What to work on:
Which lines of the data contain the string "locked"? Copy every one.

[Task material Boundary: Start]

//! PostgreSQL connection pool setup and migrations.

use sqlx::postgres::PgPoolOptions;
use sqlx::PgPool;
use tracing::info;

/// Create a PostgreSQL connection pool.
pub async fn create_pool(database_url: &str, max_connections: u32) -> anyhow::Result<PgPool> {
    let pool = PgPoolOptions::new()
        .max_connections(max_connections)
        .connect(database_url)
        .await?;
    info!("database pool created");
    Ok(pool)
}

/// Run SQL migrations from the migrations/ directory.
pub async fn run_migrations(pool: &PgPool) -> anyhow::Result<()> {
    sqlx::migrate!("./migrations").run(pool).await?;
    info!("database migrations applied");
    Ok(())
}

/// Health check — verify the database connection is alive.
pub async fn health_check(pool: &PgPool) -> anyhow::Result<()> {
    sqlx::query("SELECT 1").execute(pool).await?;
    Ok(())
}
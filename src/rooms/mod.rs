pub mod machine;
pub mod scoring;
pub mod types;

[Task material Boundary: End]
[Task material Boundary: Start]

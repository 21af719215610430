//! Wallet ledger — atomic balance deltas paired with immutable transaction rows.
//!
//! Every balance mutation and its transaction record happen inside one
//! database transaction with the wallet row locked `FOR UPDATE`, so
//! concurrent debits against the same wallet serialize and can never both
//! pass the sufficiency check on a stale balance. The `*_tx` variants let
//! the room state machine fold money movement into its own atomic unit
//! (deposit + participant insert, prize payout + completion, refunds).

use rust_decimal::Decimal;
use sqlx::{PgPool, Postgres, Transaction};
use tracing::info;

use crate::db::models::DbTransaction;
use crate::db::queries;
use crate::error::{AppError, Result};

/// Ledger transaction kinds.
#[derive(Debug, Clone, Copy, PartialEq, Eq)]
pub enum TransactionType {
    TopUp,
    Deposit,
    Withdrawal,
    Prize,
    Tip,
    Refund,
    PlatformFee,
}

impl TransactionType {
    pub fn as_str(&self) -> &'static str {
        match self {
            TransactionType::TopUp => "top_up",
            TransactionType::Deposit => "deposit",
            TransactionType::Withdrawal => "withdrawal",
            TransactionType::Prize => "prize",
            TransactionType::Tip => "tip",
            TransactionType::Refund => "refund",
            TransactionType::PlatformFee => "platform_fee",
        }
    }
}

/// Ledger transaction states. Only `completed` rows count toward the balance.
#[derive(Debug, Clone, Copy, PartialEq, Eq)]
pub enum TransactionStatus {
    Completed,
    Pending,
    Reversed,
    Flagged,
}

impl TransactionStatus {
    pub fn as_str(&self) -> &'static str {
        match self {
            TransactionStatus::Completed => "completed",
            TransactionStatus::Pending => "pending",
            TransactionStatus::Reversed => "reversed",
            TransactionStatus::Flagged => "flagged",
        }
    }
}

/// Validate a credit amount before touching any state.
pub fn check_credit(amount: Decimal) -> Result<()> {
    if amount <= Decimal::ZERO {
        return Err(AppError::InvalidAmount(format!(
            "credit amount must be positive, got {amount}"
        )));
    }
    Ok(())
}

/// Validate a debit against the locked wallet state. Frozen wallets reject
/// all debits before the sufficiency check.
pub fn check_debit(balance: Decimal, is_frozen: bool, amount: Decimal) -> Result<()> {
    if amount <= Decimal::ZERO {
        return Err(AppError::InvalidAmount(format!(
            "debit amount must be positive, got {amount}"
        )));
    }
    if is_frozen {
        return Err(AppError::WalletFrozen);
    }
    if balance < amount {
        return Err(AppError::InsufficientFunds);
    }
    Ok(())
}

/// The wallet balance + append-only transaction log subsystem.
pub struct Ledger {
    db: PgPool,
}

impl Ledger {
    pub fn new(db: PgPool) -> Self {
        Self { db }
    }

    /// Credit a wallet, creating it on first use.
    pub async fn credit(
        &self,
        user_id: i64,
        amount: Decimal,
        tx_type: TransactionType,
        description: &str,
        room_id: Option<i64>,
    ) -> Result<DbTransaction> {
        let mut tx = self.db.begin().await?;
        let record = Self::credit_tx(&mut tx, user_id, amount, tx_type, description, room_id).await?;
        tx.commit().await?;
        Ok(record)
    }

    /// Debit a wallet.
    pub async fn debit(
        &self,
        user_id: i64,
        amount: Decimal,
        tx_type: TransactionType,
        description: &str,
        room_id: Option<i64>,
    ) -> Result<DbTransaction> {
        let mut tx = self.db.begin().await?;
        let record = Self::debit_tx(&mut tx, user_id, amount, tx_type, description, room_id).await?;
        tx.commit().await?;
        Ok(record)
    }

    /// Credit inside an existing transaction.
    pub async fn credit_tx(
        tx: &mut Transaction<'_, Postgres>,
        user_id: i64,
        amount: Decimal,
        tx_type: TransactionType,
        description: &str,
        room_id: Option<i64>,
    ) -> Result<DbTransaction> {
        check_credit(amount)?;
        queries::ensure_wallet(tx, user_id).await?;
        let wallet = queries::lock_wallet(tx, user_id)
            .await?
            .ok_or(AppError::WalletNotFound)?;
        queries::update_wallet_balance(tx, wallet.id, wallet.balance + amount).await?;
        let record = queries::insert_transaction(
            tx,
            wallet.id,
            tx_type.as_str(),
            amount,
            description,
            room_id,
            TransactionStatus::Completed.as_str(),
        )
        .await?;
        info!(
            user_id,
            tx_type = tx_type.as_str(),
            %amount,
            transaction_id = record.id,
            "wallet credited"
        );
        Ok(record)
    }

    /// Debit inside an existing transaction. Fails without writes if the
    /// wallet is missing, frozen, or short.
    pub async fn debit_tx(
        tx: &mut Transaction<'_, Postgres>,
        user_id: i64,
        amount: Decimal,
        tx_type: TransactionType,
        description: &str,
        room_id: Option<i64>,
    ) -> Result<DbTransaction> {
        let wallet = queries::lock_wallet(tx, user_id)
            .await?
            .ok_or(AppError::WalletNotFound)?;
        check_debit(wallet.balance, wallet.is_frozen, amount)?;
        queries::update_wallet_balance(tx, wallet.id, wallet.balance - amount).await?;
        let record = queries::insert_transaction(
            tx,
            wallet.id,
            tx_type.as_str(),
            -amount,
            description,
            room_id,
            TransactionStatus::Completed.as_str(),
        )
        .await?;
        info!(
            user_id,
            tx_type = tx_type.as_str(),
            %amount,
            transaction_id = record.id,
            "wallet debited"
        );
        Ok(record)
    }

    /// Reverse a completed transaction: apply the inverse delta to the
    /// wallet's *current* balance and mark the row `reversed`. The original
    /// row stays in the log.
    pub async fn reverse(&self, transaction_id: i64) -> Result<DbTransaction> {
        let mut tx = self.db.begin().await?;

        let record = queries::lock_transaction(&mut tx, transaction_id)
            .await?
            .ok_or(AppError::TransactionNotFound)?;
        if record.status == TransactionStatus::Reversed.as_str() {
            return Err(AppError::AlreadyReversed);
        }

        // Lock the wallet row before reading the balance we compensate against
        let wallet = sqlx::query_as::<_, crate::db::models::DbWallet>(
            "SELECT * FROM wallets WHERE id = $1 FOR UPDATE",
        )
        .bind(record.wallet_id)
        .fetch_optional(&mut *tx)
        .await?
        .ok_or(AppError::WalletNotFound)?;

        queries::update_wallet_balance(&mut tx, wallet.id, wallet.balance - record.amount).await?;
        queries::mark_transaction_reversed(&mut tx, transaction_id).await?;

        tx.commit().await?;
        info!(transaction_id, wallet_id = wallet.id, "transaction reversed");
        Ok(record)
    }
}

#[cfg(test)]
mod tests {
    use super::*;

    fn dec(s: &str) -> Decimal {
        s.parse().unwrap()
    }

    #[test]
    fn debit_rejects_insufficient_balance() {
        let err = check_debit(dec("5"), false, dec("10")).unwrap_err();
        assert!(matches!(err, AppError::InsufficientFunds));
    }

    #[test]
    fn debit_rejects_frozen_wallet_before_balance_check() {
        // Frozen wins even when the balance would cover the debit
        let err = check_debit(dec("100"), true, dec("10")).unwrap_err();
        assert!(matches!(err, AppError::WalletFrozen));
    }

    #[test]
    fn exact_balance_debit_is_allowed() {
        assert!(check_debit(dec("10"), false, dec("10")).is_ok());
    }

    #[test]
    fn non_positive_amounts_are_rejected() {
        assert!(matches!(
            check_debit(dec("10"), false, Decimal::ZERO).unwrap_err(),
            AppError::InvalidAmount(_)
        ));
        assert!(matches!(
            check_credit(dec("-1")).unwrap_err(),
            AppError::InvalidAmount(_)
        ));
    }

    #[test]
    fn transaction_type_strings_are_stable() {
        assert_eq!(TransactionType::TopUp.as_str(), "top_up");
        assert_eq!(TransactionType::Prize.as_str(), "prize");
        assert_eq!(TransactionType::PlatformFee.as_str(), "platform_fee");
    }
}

[Task material Boundary: End]
[Task material Boundary: Start]

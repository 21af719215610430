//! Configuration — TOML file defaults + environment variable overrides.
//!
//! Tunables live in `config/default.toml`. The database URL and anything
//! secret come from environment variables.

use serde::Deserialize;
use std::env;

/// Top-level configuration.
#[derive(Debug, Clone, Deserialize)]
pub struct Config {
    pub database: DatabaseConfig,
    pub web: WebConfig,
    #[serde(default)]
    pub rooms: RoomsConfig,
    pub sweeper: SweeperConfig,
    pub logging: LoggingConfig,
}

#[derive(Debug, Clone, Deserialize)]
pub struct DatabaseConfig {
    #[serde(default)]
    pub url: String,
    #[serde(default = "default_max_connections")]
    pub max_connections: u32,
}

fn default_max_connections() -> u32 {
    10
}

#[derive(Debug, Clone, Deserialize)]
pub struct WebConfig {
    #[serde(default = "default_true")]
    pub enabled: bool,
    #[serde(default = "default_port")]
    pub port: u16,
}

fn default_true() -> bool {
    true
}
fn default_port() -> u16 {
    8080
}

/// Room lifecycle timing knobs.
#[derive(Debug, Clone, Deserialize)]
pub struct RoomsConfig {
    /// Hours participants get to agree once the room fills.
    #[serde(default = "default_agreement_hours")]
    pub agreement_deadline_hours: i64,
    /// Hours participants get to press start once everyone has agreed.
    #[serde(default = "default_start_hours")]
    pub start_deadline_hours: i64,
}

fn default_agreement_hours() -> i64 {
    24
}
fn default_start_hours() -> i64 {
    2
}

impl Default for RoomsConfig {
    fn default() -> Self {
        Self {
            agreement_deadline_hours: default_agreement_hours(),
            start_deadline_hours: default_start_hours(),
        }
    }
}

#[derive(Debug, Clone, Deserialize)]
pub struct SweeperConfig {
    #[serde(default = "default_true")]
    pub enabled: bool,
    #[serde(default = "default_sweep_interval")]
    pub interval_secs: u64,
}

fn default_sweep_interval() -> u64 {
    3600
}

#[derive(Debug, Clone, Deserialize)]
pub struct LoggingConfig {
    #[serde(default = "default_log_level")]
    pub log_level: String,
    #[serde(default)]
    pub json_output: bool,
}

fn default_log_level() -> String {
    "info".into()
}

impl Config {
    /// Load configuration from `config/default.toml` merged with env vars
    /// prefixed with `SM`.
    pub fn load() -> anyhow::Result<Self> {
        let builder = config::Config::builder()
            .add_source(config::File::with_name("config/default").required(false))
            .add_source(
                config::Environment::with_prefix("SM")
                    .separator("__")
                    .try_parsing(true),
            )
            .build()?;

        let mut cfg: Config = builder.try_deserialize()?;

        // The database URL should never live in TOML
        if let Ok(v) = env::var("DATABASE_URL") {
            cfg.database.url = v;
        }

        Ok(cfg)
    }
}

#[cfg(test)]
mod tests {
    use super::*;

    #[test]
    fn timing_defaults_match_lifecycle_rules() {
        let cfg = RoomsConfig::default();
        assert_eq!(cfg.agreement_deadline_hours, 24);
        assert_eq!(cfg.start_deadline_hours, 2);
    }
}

[Task material Boundary: End]

Response to the exercise:
//! database transaction with the wallet row locked `FOR UPDATE`, so
/// Validate a debit against the locked wallet state. Frozen wallets reject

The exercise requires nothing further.